Exercise instructions :: The line that contains "a pipeline run." marks the end: retype the data below exactly from its first line through that line.

_ _ _

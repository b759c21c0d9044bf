//! Fetch → parse → filter pipeline.
//!
//! A run has exactly one suspension point, the feed fetch. Every run takes
//! a fresh cancellation token and cancels the token of the run before it,
//! so a newer request supersedes an older one instead of racing it. A
//! superseded run returns [`PipelineError::Superseded`] and renders nothing.
//!
//! ```text
//! QueryRequest ──► FeedProvider::fetch ──► FeedParser::parse ──► EventFilter::apply
//!                      (await)                                        │
//!                                                                     ▼
//!                                    PipelineOutcome::{Events(QuakeBatch), Empty}
//! ```
//!
//! Each run returns a new [`QuakeBatch`] owned by the caller; nothing is
//! cached between runs.

mod presenter;

pub use presenter::{LoadingGuard, MarkerSelectedCallback, PresentationAdapter};

use std::sync::atomic::{AtomicU64, Ordering};
use std::time::Duration;

use chrono::{DateTime, Utc};
use parking_lot::Mutex;
use thiserror::Error;
use tokio_util::sync::CancellationToken;
use tracing::{debug, info, warn};

use crate::filter::EventFilter;
use crate::parser::{FeedParser, ParseError, ParserConfig};
use crate::provider::{
    AsyncHttpClient, AsyncReqwestClient, FeedProvider, ProviderError, TimeWindow,
    DEFAULT_TIMEOUT_SECS, USGS_FEED_ENDPOINT,
};
use crate::record::EventRecord;

/// Errors that abort a pipeline run.
#[derive(Debug, Clone, PartialEq, Error)]
pub enum PipelineError {
    /// The feed could not be fetched.
    #[error("failed to fetch earthquake feed: {0}")]
    Fetch(#[from] ProviderError),

    /// The feed was fetched but is not a readable document.
    #[error("failed to decode earthquake feed: {0}")]
    Decode(#[from] ParseError),

    /// A newer request was started before this one finished.
    #[error("request superseded by a newer request")]
    Superseded,
}

impl PipelineError {
    /// Message suitable for showing to the user.
    pub fn user_message(&self) -> String {
        match self {
            Self::Fetch(e) => format!("Error retrieving earthquake data: {}", e),
            Self::Decode(e) => format!("Earthquake data could not be read: {}", e),
            Self::Superseded => "Request replaced by a newer one".to_string(),
        }
    }
}

/// Pipeline wiring configuration.
#[derive(Debug, Clone)]
pub struct PipelineConfig {
    /// Feed URL template containing `{window}`.
    pub endpoint: String,

    /// HTTP request timeout.
    pub timeout: Duration,

    /// Feed decoding options.
    pub parser: ParserConfig,
}

impl Default for PipelineConfig {
    fn default() -> Self {
        Self {
            endpoint: USGS_FEED_ENDPOINT.to_string(),
            timeout: Duration::from_secs(DEFAULT_TIMEOUT_SECS),
            parser: ParserConfig::default(),
        }
    }
}

impl PipelineConfig {
    /// Set the feed endpoint template.
    pub fn with_endpoint(mut self, endpoint: impl Into<String>) -> Self {
        self.endpoint = endpoint.into();
        self
    }

    /// Set the HTTP timeout.
    pub fn with_timeout(mut self, timeout: Duration) -> Self {
        self.timeout = timeout;
        self
    }

    /// Set the decoding options.
    pub fn with_parser(mut self, parser: ParserConfig) -> Self {
        self.parser = parser;
        self
    }
}

/// What the caller asks one run for.
#[derive(Debug, Clone, Copy, PartialEq, Default)]
pub struct QueryRequest {
    pub window: TimeWindow,
    pub filter: EventFilter,
}

impl QueryRequest {
    pub fn new(window: TimeWindow) -> Self {
        Self {
            window,
            filter: EventFilter::all(),
        }
    }

    pub fn with_filter(mut self, filter: EventFilter) -> Self {
        self.filter = filter;
        self
    }
}

/// Records produced by one successful run.
#[derive(Debug, Clone, PartialEq)]
pub struct QuakeBatch {
    pub window: TimeWindow,
    pub fetched_at: DateTime<Utc>,
    /// Records decoded before filtering.
    pub total_parsed: usize,
    /// Records that passed the filter, in feed order.
    pub records: Vec<EventRecord>,
}

/// Terminal state of a run that did not fail.
#[derive(Debug, Clone, PartialEq)]
pub enum PipelineOutcome {
    /// At least one record passed the filter.
    Events(QuakeBatch),
    /// The feed was read but nothing passed the filter.
    Empty {
        window: TimeWindow,
        total_parsed: usize,
    },
}

impl PipelineOutcome {
    /// Filtered records, empty for [`PipelineOutcome::Empty`].
    pub fn records(&self) -> &[EventRecord] {
        match self {
            Self::Events(batch) => &batch.records,
            Self::Empty { .. } => &[],
        }
    }

    pub fn is_empty(&self) -> bool {
        matches!(self, Self::Empty { .. })
    }
}

/// Registration of the current in-flight run.
///
/// Clears itself from the pipeline on drop if no newer run replaced it.
struct InFlight<'a> {
    slot: &'a Mutex<Option<(u64, CancellationToken)>>,
    id: u64,
    token: CancellationToken,
}

impl Drop for InFlight<'_> {
    fn drop(&mut self) {
        let mut slot = self.slot.lock();
        if matches!(&*slot, Some((id, _)) if *id == self.id) {
            *slot = None;
        }
    }
}

/// Earthquake feed pipeline.
pub struct QuakePipeline<C: AsyncHttpClient> {
    provider: FeedProvider<C>,
    parser: FeedParser,
    next_id: AtomicU64,
    in_flight: Mutex<Option<(u64, CancellationToken)>>,
}

impl QuakePipeline<AsyncReqwestClient> {
    /// Builds a pipeline with a reqwest client from configuration.
    pub fn from_config(config: &PipelineConfig) -> Result<Self, PipelineError> {
        let client = AsyncReqwestClient::with_timeout(config.timeout)?;
        Ok(Self::new(
            FeedProvider::new(client, config.endpoint.clone()),
            FeedParser::new(config.parser.clone()),
        ))
    }
}

impl<C: AsyncHttpClient> QuakePipeline<C> {
    pub fn new(provider: FeedProvider<C>, parser: FeedParser) -> Self {
        Self {
            provider,
            parser,
            next_id: AtomicU64::new(1),
            in_flight: Mutex::new(None),
        }
    }

    pub fn provider(&self) -> &FeedProvider<C> {
        &self.provider
    }

    pub fn parser(&self) -> &FeedParser {
        &self.parser
    }

    /// Returns true while a run is waiting on its fetch.
    pub fn is_busy(&self) -> bool {
        self.in_flight.lock().is_some()
    }

    /// Cancels the in-flight run, if any.
    pub fn cancel(&self) {
        if let Some((id, token)) = self.in_flight.lock().take() {
            debug!(request = id, "Cancelling in-flight request");
            token.cancel();
        }
    }

    /// Registers a new run, superseding the previous one.
    fn begin(&self) -> InFlight<'_> {
        let id = self.next_id.fetch_add(1, Ordering::Relaxed);
        let token = CancellationToken::new();

        let previous = self.in_flight.lock().replace((id, token.clone()));
        if let Some((old_id, old_token)) = previous {
            debug!(request = id, superseded = old_id, "Superseding in-flight request");
            old_token.cancel();
        }

        InFlight {
            slot: &self.in_flight,
            id,
            token,
        }
    }

    /// Runs one fetch → parse → filter cycle.
    pub async fn run(&self, request: &QueryRequest) -> Result<PipelineOutcome, PipelineError> {
        let ticket = self.begin();
        let window = request.window;

        let fetched = tokio::select! {
            biased;
            _ = ticket.token.cancelled() => Err(PipelineError::Superseded),
            result = self.provider.fetch(window) => result.map_err(PipelineError::from),
        };
        let raw = match fetched {
            Ok(raw) => raw,
            Err(PipelineError::Superseded) => {
                warn!(request = ticket.id, %window, "Request superseded during fetch");
                return Err(PipelineError::Superseded);
            }
            Err(e) => {
                warn!(request = ticket.id, %window, error = %e, "Feed fetch failed");
                return Err(e);
            }
        };
        if ticket.token.is_cancelled() {
            return Err(PipelineError::Superseded);
        }
        let fetched_at = Utc::now();

        let records = self.parser.parse(&raw).inspect_err(|e| {
            warn!(request = ticket.id, %window, error = %e, "Feed decode failed");
        })?;
        let total_parsed = records.len();
        let records = request.filter.apply(records);

        info!(
            request = ticket.id,
            %window,
            parsed = total_parsed,
            matched = records.len(),
            "Earthquake feed processed"
        );

        if records.is_empty() {
            Ok(PipelineOutcome::Empty {
                window,
                total_parsed,
            })
        } else {
            Ok(PipelineOutcome::Events(QuakeBatch {
                window,
                fetched_at,
                total_parsed,
                records,
            }))
        }
    }

    /// Runs the pipeline and drives a presentation adapter with the outcome.
    ///
    /// The adapter shows a loading state for the duration of the run. On
    /// success the previous markers are replaced and the view fitted to the
    /// new batch. On an empty result or an error the previous markers stay
    /// as they were.
    pub async fn present<P>(
        &self,
        request: &QueryRequest,
        adapter: &mut P,
    ) -> Result<PipelineOutcome, PipelineError>
    where
        P: PresentationAdapter + ?Sized,
    {
        let mut view = LoadingGuard::new(adapter);
        let result = self.run(request).await;

        match &result {
            Ok(PipelineOutcome::Events(batch)) => {
                view.clear_markers();
                view.render_markers(&batch.records);
                view.fit_view_to_records(&batch.records);
            }
            Ok(PipelineOutcome::Empty { .. }) => view.show_no_results(),
            Err(PipelineError::Superseded) => {}
            Err(e) => view.show_error(&e.user_message()),
        }

        result
    }
}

_ _ _

Exercise response ::
repository b759c21c0d9044bf
//! Fetch → parse → filter pipeline.
//!
//! A run has exactly one suspension point, the feed fetch. Every run takes
//! a fresh cancellation token and cancels the token of the run before it,
//! so a newer request supersedes an older one instead of racing it. A
//! superseded run returns [`PipelineError::Superseded`] and renders nothing.
//!
//! ```text
//! QueryRequest ──► FeedProvider::fetch ──► FeedParser::parse ──► EventFilter::apply
//!                      (await)                                        │
//!                                                                     ▼
//!                                    PipelineOutcome::{Events(QuakeBatch), Empty}
//! ```
//!
//! Each run returns a new [`QuakeBatch`] owned by the caller; nothing is
//! cached between runs.

mod presenter;

pub use presenter::{LoadingGuard, MarkerSelectedCallback, PresentationAdapter};

use std::sync::atomic::{AtomicU64, Ordering};
use std::time::Duration;

use chrono::{DateTime, Utc};
use parking_lot::Mutex;
use thiserror::Error;
use tokio_util::sync::CancellationToken;
use tracing::{debug, info, warn};

use crate::filter::EventFilter;
use crate::parser::{FeedParser, ParseError, ParserConfig};
use crate::provider::{
    AsyncHttpClient, AsyncReqwestClient, FeedProvider, ProviderError, TimeWindow,
    DEFAULT_TIMEOUT_SECS, USGS_FEED_ENDPOINT,
};
use crate::record::EventRecord;

/// Errors that abort a pipeline run.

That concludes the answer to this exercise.